EXERCISE DATA –
-------------------------

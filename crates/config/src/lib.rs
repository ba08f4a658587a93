//! Configuration directory helpers for the inbox bundles tools
//!
//! Configuration lives in `~/.config/inbox-bundles/` unless the
//! `INBOX_BUNDLES_CONFIG_DIR` environment variable points somewhere else.
//!
//! Call [`init`] at application startup to bootstrap the config directory.

use anyhow::{Context, Result};
use serde::de::DeserializeOwned;
use std::path::{Path, PathBuf};

/// Directory name under the platform config directory
const APP_DIR: &str = "inbox-bundles";

/// Environment variable that overrides the config directory
pub const CONFIG_DIR_ENV: &str = "INBOX_BUNDLES_CONFIG_DIR";

/// Initialize the config directory.
///
/// Creates the directory if it doesn't exist. Call this once at startup.
pub fn init() -> Result<PathBuf> {
    ensure_config_dir()
}

/// Get the config directory, honoring [`CONFIG_DIR_ENV`]
pub fn config_dir() -> Option<PathBuf> {
    if let Some(dir) = std::env::var_os(CONFIG_DIR_ENV).filter(|d| !d.is_empty()) {
        return Some(PathBuf::from(dir));
    }
    dirs::config_dir().map(|p| p.join(APP_DIR))
}

/// Get the path to a file within the config directory
pub fn config_path(filename: &str) -> Option<PathBuf> {
    config_dir().map(|p| p.join(filename))
}

/// Load and parse a JSON file from the config directory
pub fn load_json<T: DeserializeOwned>(filename: &str) -> Result<T> {
    let path = config_path(filename).context("Could not determine config directory")?;
    load_json_file(&path)
}

/// Load and parse a JSON file from an arbitrary path
pub fn load_json_file<T: DeserializeOwned>(path: &Path) -> Result<T> {
    let content = std::fs::read_to_string(path)
        .with_context(|| format!("Failed to read config file: {}", path.display()))?;
    serde_json::from_str(&content)
        .with_context(|| format!("Failed to parse config file: {}", path.display()))
}

/// Check if a file exists in the config directory
pub fn config_exists(filename: &str) -> bool {
    config_path(filename).is_some_and(|p| p.exists())
}

/// Ensure the config directory exists
pub fn ensure_config_dir() -> Result<PathBuf> {
    let dir = config_dir().context("Could not determine config directory")?;
    std::fs::create_dir_all(&dir)
        .with_context(|| format!("Failed to create config directory: {}", dir.display()))?;
    Ok(dir)
}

-------------------------

WORK REQUIRED – Line by line, print the records above exactly as they stand.

EXPECTED ANSWER –
filename crates/config/src/lib.rs
repository ba08f4a658587a93
//! Configuration directory helpers for the inbox bundles tools
//!
//! Configuration lives in `~/.config/inbox-bundles/` unless the
//! `INBOX_BUNDLES_CONFIG_DIR` environment variable points somewhere else.
//!
//! Call [`init`] at application startup to bootstrap the config directory.

use anyhow::{Context, Result};
use serde::de::DeserializeOwned;
use std::path::{Path, PathBuf};

/// Directory name under the platform config directory
const APP_DIR: &str = "inbox-bundles";

/// Environment variable that overrides the config directory
pub const CONFIG_DIR_ENV: &str = "INBOX_BUNDLES_CONFIG_DIR";

/// Initialize the config directory.
///
/// Creates the directory if it doesn't exist. Call this once at startup.
pub fn init() -> Result<PathBuf> {
    ensure_config_dir()
}

/// Get the config directory, honoring [`CONFIG_DIR_ENV`]
pub fn config_dir() -> Option<PathBuf> {
    if let Some(dir) = std::env::var_os(CONFIG_DIR_ENV).filter(|d| !d.is_empty()) {
        return Some(PathBuf::from(dir));
    }
    dirs::config_dir().map(|p| p.join(APP_DIR))
}

/// Get the path to a file within the config directory
pub fn config_path(filename: &str) -> Option<PathBuf> {
    config_dir().map(|p| p.join(filename))
}

/// Load and parse a JSON file from the config directory
pub fn load_json<T: DeserializeOwned>(filename: &str) -> Result<T> {
    let path = config_path(filename).context("Could not determine config directory")?;
    load_json_file(&path)
}

/// Load and parse a JSON file from an arbitrary path
pub fn load_json_file<T: DeserializeOwned>(path: &Path) -> Result<T> {
    let content = std::fs::read_to_string(path)
        .with_context(|| format!("Failed to read config file: {}", path.display()))?;
    serde_json::from_str(&content)
        .with_context(|| format!("Failed to parse config file: {}", path.display()))
}

/// Check if a file exists in the config directory
pub fn config_exists(filename: &str) -> bool {
    config_path(filename).is_some_and(|p| p.exists())
}

/// Ensure the config directory exists
pub fn ensure_config_dir() -> Result<PathBuf> {
    let dir = config_dir().context("Could not determine config directory")?;
    std::fs::create_dir_all(&dir)
        .with_context(|| format!("Failed to create config directory: {}", dir.display()))?;
    Ok(dir)
}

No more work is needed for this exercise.